See her selected writings, Woman and the Myth, ed. by B. G. Chevigny (1977); her letters (ed. by R. N. Hudspeth, 4 vol., 1983–87); J. Myerson, ed., Fuller in Her Own Time (2008); biographies by J. W. Howe (1883, repr. 1969), T. Higginson (1884), M. Wade (1940, repr. 1973), P. Blanchard (1987), C. Capper (2 vol., 1992 and 2007), B. G. Chevigny (1976, rev. ed. 1994), J. v. Mehren (1995), M. M. Murray (2008), J. Matteson (2012), and M. Marshall (2013); studies by P. Miller, ed. (1963), J. Myerson, ed. (1980), D. Watson (1989), F. Fleischmann, ed. (2000), and J. Steele (2001).

Fuller, (Sarah) Margaret

(1810–50) feminist, literary critic; born in Cambridgeport, Mass. Her father, Timothy Fuller, was a prominent Massachusetts lawyer-politician who, disappointed that his child was not a boy, educated her rigorously in the classical curriculum of the day. Not until age 14 did she get to attend a school for two years (1824–26) and then she returned to Cambridge and her course of reading. Her intellectual precociousness gained her the acquaintance of various Cambridge intellectuals but her assertive and intense manner put many people off. Her father moved the family to a farm in Groton, Mass. (1833), and she found herself isolated and forced to help educate her siblings and run the household for her ailing mother. From 1836 to 1837, after visiting Ralph Waldo Emerson in Concord, she taught for Bronson Alcott in Boston, and then at a school in Providence, R.I. All the while she continued to enlarge both her intellectual accomplishments and personal acquaintances. Moving to Jamaica Plain, a suburb of Boston, in 1840, she conducted her famous "Conversations" (1840–44), discussion groups that attracted many prominent people from all around Boston. In 1840, she also joined Emerson and others to found the Dial, a journal devoted to the transcendentalist views; she became a contributor from the first issue and its editor (1840–42). Her first book, based on a trip through the Midwest (1840–42), was Summer on the Lakes (1844) and this led to her being invited by Horace Greeley to be literary critic at the New York Tribune in 1844. She published her feminist classic, Woman in the Nineteenth Century (1845). In addition to writing a solid body of critical reviews and essays, she became active in various social reform movements. In 1846 she went to Europe as a foreign correspondent for the Tribune.

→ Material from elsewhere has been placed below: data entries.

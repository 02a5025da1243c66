//! Request and response bodies for the waitlist API

use serde::{Deserialize, Serialize};
use validator::Validate;

use crate::waitlist::WaitlistEntry;

/// Response carrying a freshly issued verification token
#[derive(Debug, Serialize)]
#[serde(rename_all = "camelCase")]
pub struct IssueTokenResponse {
    pub success: bool,
    pub token: String,
    /// Seconds until the token expires
    pub expires_in: i64,
}

/// Request to look up an email on the waitlist
#[derive(Debug, Deserialize)]
pub struct CheckEmailRequest {
    #[serde(default)]
    pub email: Option<String>,
}

#[derive(Debug, Serialize, Deserialize)]
pub struct CheckEmailResponse {
    pub exists: bool,
    pub count: u64,
}

/// Request to send the welcome email
#[derive(Debug, Deserialize, Validate)]
pub struct SendWelcomeRequest {
    #[serde(default)]
    #[validate(email(message = "Invalid email"))]
    pub email: String,
    #[serde(default)]
    pub firstname: Option<String>,
}

/// Request to add a signup to the waitlist
#[derive(Debug, Deserialize, Validate)]
pub struct JoinWaitlistRequest {
    #[serde(default)]
    #[validate(
        email(message = "Invalid email"),
        length(max = 254, message = "Email must be at most 254 characters")
    )]
    pub email: String,

    #[serde(default)]
    #[validate(length(min = 1, max = 200, message = "Name must be 1 to 200 characters"))]
    pub name: String,

    #[serde(rename = "walletAddress", default)]
    pub wallet_address: Option<String>,
}

impl From<JoinWaitlistRequest> for WaitlistEntry {
    fn from(req: JoinWaitlistRequest) -> Self {
        Self {
            email: req.email,
            name: req.name,
            wallet_address: req.wallet_address.filter(|w| !w.trim().is_empty()),
        }
    }
}

#[derive(Debug, Serialize, Deserialize)]
pub struct MessageResponse {
    pub message: String,
}

#[derive(Debug, Serialize, Deserialize)]
pub struct SuccessResponse {
    pub success: bool,
}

In England and France she was treated as a serious intellectual and got to meet many prominent people. She went on to Italy in 1847 where she met Giovanni Angelo, the Marchese d'Ossoli, ten years younger and of liberal principles; they became lovers and married in 1849, but their son was born in 1848. Involved in the Roman revolution of 1848, she and her husband fled to Florence in 1849. They sailed for the U.S.A. in 1850 but the ship ran aground in a storm off Fire Island, N.Y., and Margaret's and her husband's bodies were never found.